→ Task details
Across the records, count every line that includes "policy" and give the number by itself.

[Stored items]
▼▼▼

#[async_trait]
impl OrderRepository for InMemoryOrderRepository {
    async fn live_product_prices(&self, ids: Vec<Uuid>) -> OrderResult<HashMap<Uuid, i64>> {
        let store = self.store.read().await;
        Ok(ids
            .into_iter()
            .filter_map(|id| store.products.get(&id))
            .filter(|p| !p.is_deleted)
            .map(|p| (p.id, price_to_cents(p.price)))
            .collect())
    }

    async fn find_customer(&self, user_id: Uuid) -> OrderResult<Option<Customer>> {
        let store = self.store.read().await;
        Ok(store.users.get(&user_id).map(|user| Customer {
            user: user.clone(),
            address: user
                .address_id
                .and_then(|id| store.addresses.get(&id))
                .cloned(),
        }))
    }

    async fn find_stored_payment(
        &self,
        payment_id: Uuid,
        user_id: Uuid,
    ) -> OrderResult<Option<PaymentDetails>> {
        let store = self.store.read().await;
        Ok(store
            .payments
            .get(&payment_id)
            .filter(|p| p.user_id == user_id && !p.is_for_order)
            .map(Payment::details))
    }

    async fn place_order(&self, input: NewOrder) -> OrderResult<Order> {
        let mut store = self.store.write().await;
        let now = Utc::now();

        let address = Address::from_input(Uuid::now_v7(), input.shipping_address);
        let order = Order {
            id: Uuid::now_v7(),
            user_id: input.user_id,
            total_amount: domain_catalog::cents_to_price(input.total_amount_cents),
            order_date: now,
            order_status: OrderStatus::Open,
            created_at: now,
            updated_at: now,
        };
        let shipping = Shipping {
            id: Uuid::now_v7(),
            order_id: order.id,
            address_id: address.id,
            carrier: DEFAULT_CARRIER.to_string(),
            delivery_status: DeliveryStatus::NotShipped,
            estimated_delivery_date: now + chrono::Duration::days(ESTIMATED_DELIVERY_DAYS),
            shipping_date: Some(now),
        };
        let details = input.payment;
        let snapshot = Payment {
            id: Uuid::now_v7(),
            payment_option: details.payment_option,
            iban: details.iban,
            credit_card_number: details.credit_card_number,
            expiry_date: details.expiry_date,
            cvc: details.cvc,
            paypal_email: details.paypal_email,
            is_for_order: true,
            user_id: input.user_id,
            order_id: Some(order.id),
            created_at: now,
            updated_at: now,
        };

        store.addresses.insert(address.id, address);
        store.shippings.insert(shipping.id, shipping);
        store.payments.insert(snapshot.id, snapshot);
        for (product_id, quantity) in input.lines {
            store.lines.push(LineRow {
                id: Uuid::now_v7(),
                order_id: order.id,
                product_id,
                quantity,
            });
        }
        store.orders.insert(order.id, order.clone());

        tracing::info!(order_id = %order.id, user_id = %order.user_id, "Placed order");
        Ok(order)
    }

    async fn list(&self, query: OrderQuery) -> OrderResult<(Vec<OrderSummary>, u64)> {
        let store = self.store.read().await;

        let matching: Vec<OrderSummary> = store
            .newest_first()
            .into_iter()
            .filter_map(|order| {
                let user = store.users.get(&order.user_id).map(OrderCustomer::name_of);
                let product_ids = store.product_ids_of(order.id);
                query
                    .matches(order, user.as_ref(), &product_ids)
                    .then(|| OrderSummary {
                        order: order.clone(),
                        user,
                    })
            })
            .collect();

        let total = matching.len() as u64;
        let page = matching
            .into_iter()
            .skip(query.offset as usize)
            .take(query.limit as usize)
            .collect();

        Ok((page, total))
    }

    async fn get(&self, id: Uuid) -> OrderResult<Option<Order>> {
        Ok(self.store.read().await.orders.get(&id).cloned())
    }

    async fn get_detail(&self, id: Uuid) -> OrderResult<Option<OrderDetail>> {
        let store = self.store.read().await;
        Ok(store.orders.get(&id).map(|order| {
            let user = store.users.get(&order.user_id).map(OrderCustomer::with_email);
            store.detail(order, user)
        }))
    }

    async fn list_by_user(&self, user_id: Uuid) -> OrderResult<Vec<OrderDetail>> {
        let store = self.store.read().await;
        Ok(store
            .newest_first()
            .into_iter()
            .filter(|o| o.user_id == user_id)
            .map(|o| store.detail(o, None))
            .collect())
    }

    async fn set_status(&self, id: Uuid, status: OrderStatus) -> OrderResult<Option<Order>> {
        let mut store = self.store.write().await;
        Ok(store.orders.get_mut(&id).map(|order| {
            order.order_status = status;
            order.updated_at = Utc::now();
            order.clone()
        }))
    }

    async fn status_counts(&self) -> OrderResult<Vec<(OrderStatus, u64)>> {
        let store = self.store.read().await;
        let mut counts: HashMap<OrderStatus, u64> = HashMap::new();
        for order in store.orders.values() {
            *counts.entry(order.order_status).or_default() += 1;
        }
        Ok(counts.into_iter().collect())
    }

    async fn update_shipping(
        &self,
        order_id: Uuid,
        update: UpdateShipping,
    ) -> OrderResult<Option<Shipping>> {
        let mut store = self.store.write().await;
        let Some(shipping) = store.shippings.values_mut().find(|s| s.order_id == order_id) else {
            return Ok(None);
        };

        if let Some(carrier) = update.carrier {
            shipping.carrier = carrier;
        }
        if let Some(delivery_status) = update.delivery_status {
            shipping.delivery_status = delivery_status;
        }
        if let Some(estimated) = update.estimated_delivery_date {
            shipping.estimated_delivery_date = estimated;
        }
        if let Some(shipping_date) = update.shipping_date {
            shipping.shipping_date = Some(shipping_date);
        }

        Ok(Some(shipping.clone()))
    }

    async fn update_delivery_address(
        &self,
        order_id: Uuid,
        update: UpdateDeliveryAddress,
    ) -> OrderResult<Option<Address>> {
        let mut store = self.store.write().await;
        let Some(address_id) = store.shipping_of(order_id).map(|s| s.address_id) else {
            return Ok(None);
        };
        let Some(current) = store.addresses.get(&address_id) else {
            return Ok(None);
        };

        let address = Address::from_input(address_id, update.apply(current));
        store.addresses.insert(address_id, address.clone());
        Ok(Some(address))
    }

    async fn update_payment(
        &self,
        order_id: Uuid,
        details: PaymentDetails,
    ) -> OrderResult<Option<Payment>> {
        let mut store = self.store.write().await;
        let Some(payment) = store
            .payments
            .values_mut()
            .find(|p| p.is_for_order && p.order_id == Some(order_id))
        else {
            return Ok(None);
        };

        payment.payment_option = details.payment_option;
        payment.iban = details.iban;
        payment.credit_card_number = details.credit_card_number;
        payment.expiry_date = details.expiry_date;
        payment.cvc = details.cvc;
        payment.paypal_email = details.paypal_email;
        payment.updated_at = Utc::now();

        Ok(Some(payment.clone()))
    }
}

/// Distinct ids in first-seen order
pub(crate) fn distinct(ids: impl IntoIterator<Item = Uuid>) -> Vec<Uuid> {
    let mut seen = HashSet::new();
    ids.into_iter().filter(|id| seen.insert(*id)).collect()
}
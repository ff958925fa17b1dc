//! Cookie based sessions and route policies.
//!
//! ```ignore
//! use axum_helpers::auth::{SessionAuth, SessionConfig, session_middleware};
//! use core_config::FromEnv;
//!
//! let auth = SessionAuth::new(&SessionConfig::from_env()?);
//! let api = routes.layer(axum::middleware::from_fn_with_state(auth.clone(), session_middleware));
//!
//! async fn my_orders(user: CurrentUser) { /* 401 without a session */ }
//! async fn all_orders(_: AdminUser) { /* 401 unless admin */ }
//! ```

pub mod config;
pub mod middleware;
pub mod policy;
pub mod session;
pub mod store;

pub use config::SessionConfig;
pub use middleware::{extract_token, session_middleware};
pub use policy::{AdminUser, CurrentUser, NOT_PERMITTED, OptionalUser};
pub use session::{ADMIN_ROLE, SESSION_COOKIE, SessionAuth, SessionClaims, SessionSubject};
pub use store::RevocationList;
use axum::Router;
use domain_orders::{OrderService, PgOrderRepository, handlers};

pub fn router(state: &crate::state::AppState) -> Router {
    let service = OrderService::new(PgOrderRepository::new(state.db.clone()));
    handlers::router(service)
}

▲▲▲

→ Your solution
2